Bahadur Shah and His Family Seek to Assist the British
The king himself had no faith in the sepoys or in the success of the mutiny. He therefore, entered into secret negotiation with the British and offered to have the gate of the fort and to the city of Delhi opened to them if they guaranteed his life, pension, and privileges. These negotiations came to nothing, it is true, but they "show Bahadur Shah in his true color so far as his attitude to the mutiny, is concerned.”2

The principal queen, Zinat Mahal, on her own part, offered to assist the British if her son, Jawan Bakht, was recognized as successor to the old emperor to the exclusion of other princes. The Mughal princes, too, were not sincere and faithful to the mutineers.
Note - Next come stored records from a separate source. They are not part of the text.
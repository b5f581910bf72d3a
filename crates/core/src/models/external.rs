use std::collections::BTreeMap;

use serde::{Deserialize, Serialize};

/// Body of an optimization request: a timetable to improve and the constraints to honor.
#[derive(Debug, Clone, PartialEq, Serialize, Deserialize)]
#[serde(rename_all = "camelCase")]
pub struct OptimizeTimetableRequest {
    pub timetable: serde_json::Value,
    #[serde(default)]
    pub constraints: serde_json::Value,
}

/// Schedule document returned by the language-model generation path.
#[derive(Debug, Clone, PartialEq, Eq, Serialize, Deserialize)]
pub struct ModelTimetable {
    pub schedule: Vec<ModelScheduleRow>,
    pub subjects: Vec<ModelSubject>,
}

/// One time band of the model's grid; every key other than `time` is a day name.
#[derive(Debug, Clone, PartialEq, Eq, Serialize, Deserialize)]
pub struct ModelScheduleRow {
    pub time: String,
    #[serde(flatten)]
    pub days: BTreeMap<String, ModelCell>,
}

#[derive(Debug, Clone, PartialEq, Eq, Serialize, Deserialize)]
pub struct ModelCell {
    pub subject: String,
    #[serde(default)]
    pub room: String,
    #[serde(rename = "type", default)]
    pub kind: String,
}

#[derive(Debug, Clone, PartialEq, Eq, Serialize, Deserialize)]
pub struct ModelSubject {
    pub code: String,
    pub name: String,
    pub faculty: String,
}
use axum::{Json, Router, extract::State, routing::get};
use serde::Serialize;
use std::sync::Arc;

use crate::ApiState;

#[derive(Serialize)]
#[serde(rename_all = "camelCase")]
struct HealthResponse {
    status: String,
    assisted_generation: bool,
}

#[derive(Serialize)]
struct VersionResponse {
    version: String,
}

async fn health_check(State(state): State<Arc<ApiState>>) -> Json<HealthResponse> {
    Json(HealthResponse {
        status: "ok".to_string(),
        assisted_generation: state.model.is_some(),
    })
}

async fn version() -> Json<VersionResponse> {
    Json(VersionResponse {
        version: env!("CARGO_PKG_VERSION").to_string(),
    })
}

pub fn routes() -> Router<Arc<ApiState>> {
    Router::new()
        .route("/health", get(health_check))
        .route("/version", get(version))
}
pub mod clock;
pub mod external;
pub mod request;
pub mod timetable;
pub mod assisted;
pub mod timetable;
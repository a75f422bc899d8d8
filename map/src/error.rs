use std::path::PathBuf;

#[derive(Debug, thiserror::Error)]
pub enum MapError {
    #[error("Failed to parse map text: {message}")]
    Parse { message: String },
    #[error("Map does not contain exactly one worldspawn entity")]
    MissingWorldspawn,
    #[error("Brush has fewer than 4 faces")]
    DegenerateBrush,
    #[error("Cannot read file `{path}`: {source}")]
    Io {
        #[source]
        source: std::io::Error,
        path: PathBuf,
    },
}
They, as well, offered their services to the British in the occupation of Delhi on condition of favor being shown to them.3 ‘During the brief term of their authority,' the princes ‘occupied themselves in feathering their nests,' with the loot of the city, and then ‘their only anxiety was to save their skin as best they could.'4 All this leaves no doubt that Bahadur Shah and his family betrayed the cause not only of the mutineers, of whom he was the nominal head, but also of the whole country.5

Selfish Motives of the Leaders of the Mutiny

Raja Nahar Singh of Ballabhgarh, Nawab Abdur Rahman Khan of Jhajjar and Rao Tula Ram of Rewari, who were supposed to have identified themselves with the king and the mutineers, were playing a double game and negotiating with the British for a settlement. Their double dealings, however, did not succeed with the British who treated them as other mutineers and hanged them.6

About the other prominent leaders of the sepoys, the less said the better. In the words of Maulana Abul Kalam Azad, supported by the evidence adduced in recent researches in mutiny records : ‘With a few honorable exceptions - of whom the most distinguished were Ahmadullah and Tatya Tope - most of the leaders who took part in the struggle did so for personal reasons. They did not rise against the British till their personal interests had been damaged. Even after the revolt had begun, Nana Sahib declared that if Dalhousie's decisions were reversed and his own demands met, he would be willing to come to terms.'

Rani of Jhansi: A Victim of Circumstances

The Rani of Jhansi had her own grievances.7 There is nothing on record to say that she had any hand in planning, instigating or organizing the mutiny of sepoys at Jhansi. In fact, she informed the British that she had been ill-treated by the mutineers and forced to pay money, and she asked for their help to maintain order. Believing in her innocence, the Commissioner of Saugor division nominated her to rule in Jhansi till the British could re-establish their administration. When the British changed their attitude and suspected her of complicity in the mutiny, she sent pathetic appeals to the authorities pleading her innocence and professing her loyalty to the British. If she had succeeded in dispelling the suspicions of the British, she would have gone to their side. But when at last she found that the British held her responsible for the mutiny and massacre at Jhansi, she preferred to fight. And it may be said to her credit and glory that she died heroically in the battlefield.8

Tantia Tope, A Fugitive

Tantia Tope was neither an organizer nor a leader of the mutineers, but only a follower of Nana Sahib, to whom he was devotedly attached. But luck did not favor him. He was driven from place to place and could not find even a single Maratha village across the Narbadda to give him shelter. He had, therefore, to fly to the forests where he was betrayed to the British by a professional rebel friend, Raja Mansingh of Narwar, a feudatory of Sindhia.

Hindu-Muslim Conflict
The mutiny having broken out all of a sudden, and nobody having an idea of the turn it would take, there was no understanding between the Hindus and Muslims. Whereas, in the chaos and confusion that followed the arrival of the Meerut sepoys at Delhi, a number of Muslims were oppressed and their homes plundered, a regular jehad was proclaimed against the Hindus by Muslims in a number of places. Some clever adventurers found in the mutiny an opportunity for the revival of an Islamic kingdom and used the cover of religion for their anti-Hindu activities. The green flag of holy war was not unoften displayed in Delhi. It was hoisted in Bareilly, Bijnor, Moradabad and many other places where the Hindus were plundered and massacred. This estranged the feelings between the Hindus and Muslims.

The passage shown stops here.